Why I think about closing contributions to imag

This post was published on both my personal website and imag-pim.org.

I'm thinking of closing contributions to imag since about two months. Here I want to explain why I think about this step and why I am tending into the direction of a “yes, let's do that”.

github is awesome

First of all: github is awesome. It gives you absolutely great tools to build a repository and finally also an open source community around your codebase. It works flawlessly, I did never experience any issues with pull request tracking, issue tracking, milestone management, merging, external tool integration (in my case and in the case of imag only Travis CI) or any other tool github offers. It just works which is awesome.

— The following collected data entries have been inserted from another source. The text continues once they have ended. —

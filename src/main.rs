//! CLI entry point for the music data plots tool.
//!
//! Provides one subcommand per pipeline: `genres` aggregates streaming audio
//! features by genre and year, `reviews` joins critic review scores against
//! per-artist feature averages. Both load and aggregate silently unless
//! `--plot` is passed, in which case the pipeline's charts are rendered to
//! the working directory as PNG files.

use anyhow::Result;
use clap::{Parser, Subcommand};
use music_data_plots::pipelines::{genres::GenreData, reviews::ReviewData};
use std::ffi::OsStr;
use std::path::Path;
use tracing::info;
use tracing_subscriber::{
    EnvFilter, Layer,
    fmt::{self, format::FmtSpan},
    layer::SubscriberExt,
    util::SubscriberInitExt,
};

#[derive(Parser)]
#[command(name = "music_data_plots")]
#[command(about = "Aggregates streaming audio features and critic review scores", long_about = None)]
struct Cli {
    #[command(subcommand)]
    command: Commands,
}

#[derive(Subcommand)]
enum Commands {
    /// Aggregate audio features by genre and by year
    Genres {
        /// Render and save the genre charts
        #[arg(short, long, default_value_t = false)]
        plot: bool,
    },
    /// Join critic review scores against per-artist audio features
    Reviews {
        /// Render and save the review charts
        #[arg(short, long, default_value_t = false)]
        plot: bool,
    },
}

fn main() -> Result<()> {
    dotenvy::dotenv().ok(); // Load .env file

    // Logging setup: colored stderr + JSON log file
    let log_file_path =
        std::env::var("LOG_FILE_PATH").unwrap_or_else(|_| "logs/music_data_plots.log".to_string());
    let log_dir = Path::new(&log_file_path)
        .parent()
        .unwrap_or(Path::new("logs"));
    let log_file_name = Path::new(&log_file_path)
        .file_name()
        .unwrap_or(OsStr::new("music_data_plots.log"));

    let file_appender = tracing_appender::rolling::daily(log_dir, log_file_name);
    let (non_blocking_file, _file_guard) = tracing_appender::non_blocking(file_appender);

    let stderr_layer = fmt::layer()
        .with_target(true)
        .with_span_events(FmtSpan::CLOSE)
        .with_ansi(true)
        .with_writer(std::io::stderr)
        .with_filter(EnvFilter::from_env("RUST_LOG").add_directive("info".parse().unwrap()));

    let json_layer = fmt::layer()
        .json()
        .with_current_span(true)
        .with_span_list(true)
        .with_writer(non_blocking_file)
        .with_filter(EnvFilter::from_env("RUST_LOG_JSON").add_directive("debug".parse().unwrap()));

    tracing_subscriber::registry()
        .with(stderr_layer)
        .with(json_layer)
        .init();

    let cli = Cli::parse();

    let data_dir = Path::new("data");
    let out_dir = Path::new(".");

    match cli.command {
        Commands::Genres { plot } => {
            let data = GenreData::load(data_dir)?;
            info!(
                genres = data.by_genre.len(),
                years = data.by_year.len(),
                "genre aggregates ready"
            );
            if plot {
                data.render_charts(out_dir)?;
            }
        }
        Commands::Reviews { plot } => {
            let data = ReviewData::load(data_dir)?;
            info!(
                artists = data.artist_count(),
                reviews = data.review_count(),
                "review tables ready"
            );
            if plot {
                data.render_charts(out_dir)?;
            }
        }
    }

    info!("complete");
    Ok(())
}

But. There's always a but. Github has issues as well. From time to time there are outages, I wrote about them before. Yet, I came to the conclusion that github does really really well for the time being. So the outages at github are not the point why I am thinking of moving imag away from github.

Current state of imag

It is the state of imag. Don't get me wrong, imag is awesome and gets better every day. Either way, it is still not in a state where I would use it in production. And I'm developing it for almost two years now. That's a really long time frame for an open source project that is, in majority, only developed by one person. Sure, there are a few hundred commits from other, but right now (the last time I checked the numbers) more than 95% of the commits and the code were written by me.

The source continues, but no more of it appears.